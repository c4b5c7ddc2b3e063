//! Visible state of an operation.

use serde::Serialize;

use crate::error::EnhancedError;

/// Coarse lifecycle of an operation, for views that only need to branch.
#[derive(Debug, Clone, Copy, PartialEq, Eq, Serialize)]
#[serde(rename_all = "lowercase")]
pub enum OperationStatus {
  Idle,
  Loading,
  Success,
  Error,
}

/// The state of an operation.
///
/// Data only exists in `Success` and an error only in `Error`, so a view can
/// never observe both at once.
#[derive(Debug, Clone)]
pub enum OperationState<T> {
  /// Operation has not been started, or was reset
  Idle,
  /// A call is in flight
  Loading,
  /// The most recent call completed successfully
  Success(T),
  /// The most recent call failed
  Error(EnhancedError),
}

impl<T> OperationState<T> {
  pub fn status(&self) -> OperationStatus {
    match self {
      Self::Idle => OperationStatus::Idle,
      Self::Loading => OperationStatus::Loading,
      Self::Success(_) => OperationStatus::Success,
      Self::Error(_) => OperationStatus::Error,
    }
  }

  pub fn is_loading(&self) -> bool {
    matches!(self, Self::Loading)
  }

  pub fn is_success(&self) -> bool {
    matches!(self, Self::Success(_))
  }

  pub fn is_error(&self) -> bool {
    matches!(self, Self::Error(_))
  }

  pub fn data(&self) -> Option<&T> {
    match self {
      Self::Success(data) => Some(data),
      _ => None,
    }
  }

  pub fn error(&self) -> Option<&EnhancedError> {
    match self {
      Self::Error(e) => Some(e),
      _ => None,
    }
  }
}

/// Progress reported by a running operation.
///
/// A determinate update carries `percent`; an indeterminate one sets
/// `indeterminate` and leaves `percent` empty. Views render the two
/// differently.
#[derive(Debug, Clone, Default, PartialEq, Serialize)]
pub struct ProgressInfo {
  pub percent: Option<f32>,
  pub indeterminate: bool,
  pub message: Option<String>,
}

impl ProgressInfo {
  /// Determinate progress, clamped to 0..=100.
  pub fn percent(percent: f32) -> Self {
    Self {
      percent: Some(percent.clamp(0.0, 100.0)),
      indeterminate: false,
      message: None,
    }
  }

  pub fn indeterminate() -> Self {
    Self {
      percent: None,
      indeterminate: true,
      message: None,
    }
  }

  pub fn with_message(mut self, message: impl Into<String>) -> Self {
    self.message = Some(message.into());
    self
  }
}

#[cfg(test)]
mod tests {
  use super::*;
  use crate::error::{ErrorContext, ErrorKind};

  #[test]
  fn test_percent_is_clamped() {
    assert_eq!(ProgressInfo::percent(140.0).percent, Some(100.0));
    assert_eq!(ProgressInfo::percent(-3.0).percent, Some(0.0));
  }

  #[test]
  fn test_indeterminate_has_no_percent() {
    let progress = ProgressInfo::indeterminate().with_message("syncing");
    assert!(progress.indeterminate);
    assert_eq!(progress.percent, None);
    assert_eq!(progress.message.as_deref(), Some("syncing"));
  }

  #[test]
  fn test_state_accessors() {
    let state: OperationState<u8> = OperationState::Success(3);
    assert_eq!(state.status(), OperationStatus::Success);
    assert_eq!(state.data(), Some(&3));
    assert!(state.error().is_none());
    assert!(state.is_success() && !state.is_error());

    let failed: OperationState<u8> = OperationState::Error(EnhancedError::new(
      ErrorKind::NotFound,
      "no such user",
      ErrorContext::new("user", "load"),
    ));
    assert!(failed.is_error());
    assert!(!failed.is_loading());
    assert_eq!(failed.status(), OperationStatus::Error);
    assert!(failed.data().is_none());
    assert_eq!(failed.error().map(|e| e.code()), Some("NOT_FOUND"));
  }
}
//! Test utilities shared by the integration tests.
//!
//! In-memory SQLite with migrations applied, fixture inserts for users,
//! clients and engagements, a vault with a fixed key, and a scripted
//! connector standing in for the Google APIs.

#![allow(dead_code)]

use std::sync::{Arc, Mutex};

use anyhow::Result;
use async_trait::async_trait;
use chrono::{DateTime, Utc};
use migration::{Migrator, MigratorTrait};
use sea_orm::{ActiveModelTrait, Database, DatabaseConnection, Set};
use serde_json::json;
use timecapture::connectors::{ActivityConnector, ConnectorError, RawEvent};
use timecapture::crypto::{AesGcmCipher, CryptoKey};
use timecapture::models::{ActivityType, Provider, client, engagement, user};
use timecapture::vault::TokenVault;
use url::Url;
use uuid::Uuid;

/// Sets up an in-memory SQLite database with all migrations applied.
pub async fn setup_test_db() -> Result<DatabaseConnection> {
    let db = Database::connect("sqlite::memory:").await?;
    Migrator::up(&db, None).await?;
    Ok(db)
}

pub async fn setup_test_db_arc() -> Result<Arc<DatabaseConnection>> {
    Ok(Arc::new(setup_test_db().await?))
}

pub fn test_crypto_key() -> CryptoKey {
    CryptoKey::new((0u8..32).collect()).expect("32-byte test key")
}

pub fn test_vault(db: &Arc<DatabaseConnection>) -> Arc<TokenVault> {
    Arc::new(TokenVault::new(
        Arc::clone(db),
        Arc::new(AesGcmCipher::new(test_crypto_key())),
    ))
}

pub async fn insert_user(db: &DatabaseConnection, email: &str) -> Result<Uuid> {
    let now = Utc::now();
    let model = user::ActiveModel {
        id: Set(Uuid::new_v4()),
        email: Set(email.to_string()),
        display_name: Set(None),
        is_active: Set(true),
        created_at: Set(now.into()),
        updated_at: Set(now.into()),
    }
    .insert(db)
    .await?;
    Ok(model.id)
}

pub async fn insert_client(
    db: &DatabaseConnection,
    user_id: Uuid,
    name: &str,
    company_name: Option<&str>,
) -> Result<Uuid> {
    let model = client::ActiveModel {
        id: Set(Uuid::new_v4()),
        user_id: Set(user_id),
        name: Set(name.to_string()),
        company_name: Set(company_name.map(str::to_string)),
        created_at: Set(Utc::now().into()),
    }
    .insert(db)
    .await?;
    Ok(model.id)
}

/// Engagement fixture; pass a fixed `id` when a test depends on id order
pub async fn insert_engagement(
    db: &DatabaseConnection,
    id: Uuid,
    user_id: Uuid,
    client_id: Uuid,
    name: &str,
    description: Option<&str>,
    hourly_rate_cents: i64,
) -> Result<Uuid> {
    let model = engagement::ActiveModel {
        id: Set(id),
        user_id: Set(user_id),
        client_id: Set(client_id),
        name: Set(name.to_string()),
        description: Set(description.map(str::to_string)),
        status: Set(engagement::STATUS_ACTIVE.to_string()),
        hourly_rate_cents: Set(hourly_rate_cents),
        created_at: Set(Utc::now().into()),
    }
    .insert(db)
    .await?;
    Ok(model.id)
}

/// A normalized event as a connector would return it
pub fn raw_event(
    user_id: Uuid,
    provider: Provider,
    source_id: &str,
    subject: &str,
    description: Option<&str>,
    duration_minutes: Option<i32>,
    occurred_at: DateTime<Utc>,
) -> RawEvent {
    let activity_type = match provider {
        Provider::Gmail => ActivityType::Email,
        Provider::GoogleCalendar => ActivityType::Meeting,
        Provider::GoogleDrive => ActivityType::Document,
    };
    RawEvent {
        user_id,
        provider,
        activity_type,
        occurred_at,
        duration_minutes,
        subject: Some(subject.to_string()),
        description: description.map(str::to_string),
        source_id: source_id.to_string(),
        metadata: json!({}),
    }
}

/// What a [`ScriptedConnector`] answers on every fetch
#[derive(Debug, Clone)]
pub enum Script {
    Events(Vec<RawEvent>),
    NotConnected,
    Unavailable(String),
}

/// Connector returning a fixed answer and counting its calls
pub struct ScriptedConnector {
    provider: Provider,
    script: Mutex<Script>,
    calls: Mutex<u32>,
}

impl ScriptedConnector {
    pub fn new(provider: Provider, script: Script) -> Arc<Self> {
        Arc::new(Self {
            provider,
            script: Mutex::new(script),
            calls: Mutex::new(0),
        })
    }

    pub fn set_script(&self, script: Script) {
        *self.script.lock().unwrap() = script;
    }

    pub fn calls(&self) -> u32 {
        *self.calls.lock().unwrap()
    }
}

#[async_trait]
impl ActivityConnector for ScriptedConnector {
    fn provider(&self) -> Provider {
        self.provider
    }

    fn scopes(&self) -> &'static [&'static str] {
        &["https://www.googleapis.com/auth/test.readonly"]
    }

    fn auth_url(&self, user_id: Uuid, state: &str) -> Url {
        let mut url = Url::parse("https://accounts.example.com/o/oauth2/auth").unwrap();
        url.query_pairs_mut()
            .append_pair("provider", self.provider.slug())
            .append_pair("login_hint", &user_id.to_string())
            .append_pair("state", state);
        url
    }

    async fn fetch_recent(
        &self,
        _user_id: Uuid,
        _since: DateTime<Utc>,
    ) -> Result<Vec<RawEvent>, ConnectorError> {
        *self.calls.lock().unwrap() += 1;
        match self.script.lock().unwrap().clone() {
            Script::Events(events) => Ok(events),
            Script::NotConnected => Err(ConnectorError::NotConnected {
                provider: self.provider,
            }),
            Script::Unavailable(details) => Err(ConnectorError::ProviderUnavailable {
                provider: self.provider,
                details,
            }),
        }
    }
}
####################
## Action item
Wherever the string "failed" occurs in the listing, return the line it sits on.

## Solution for this task
  /// The most recent call failed
    let failed: OperationState<u8> = OperationState::Error(EnhancedError::new(
    assert!(failed.is_error());
    assert!(!failed.is_loading());
    assert_eq!(failed.status(), OperationStatus::Error);
    assert!(failed.data().is_none());
    assert_eq!(failed.error().map(|e| e.code()), Some("NOT_FOUND"));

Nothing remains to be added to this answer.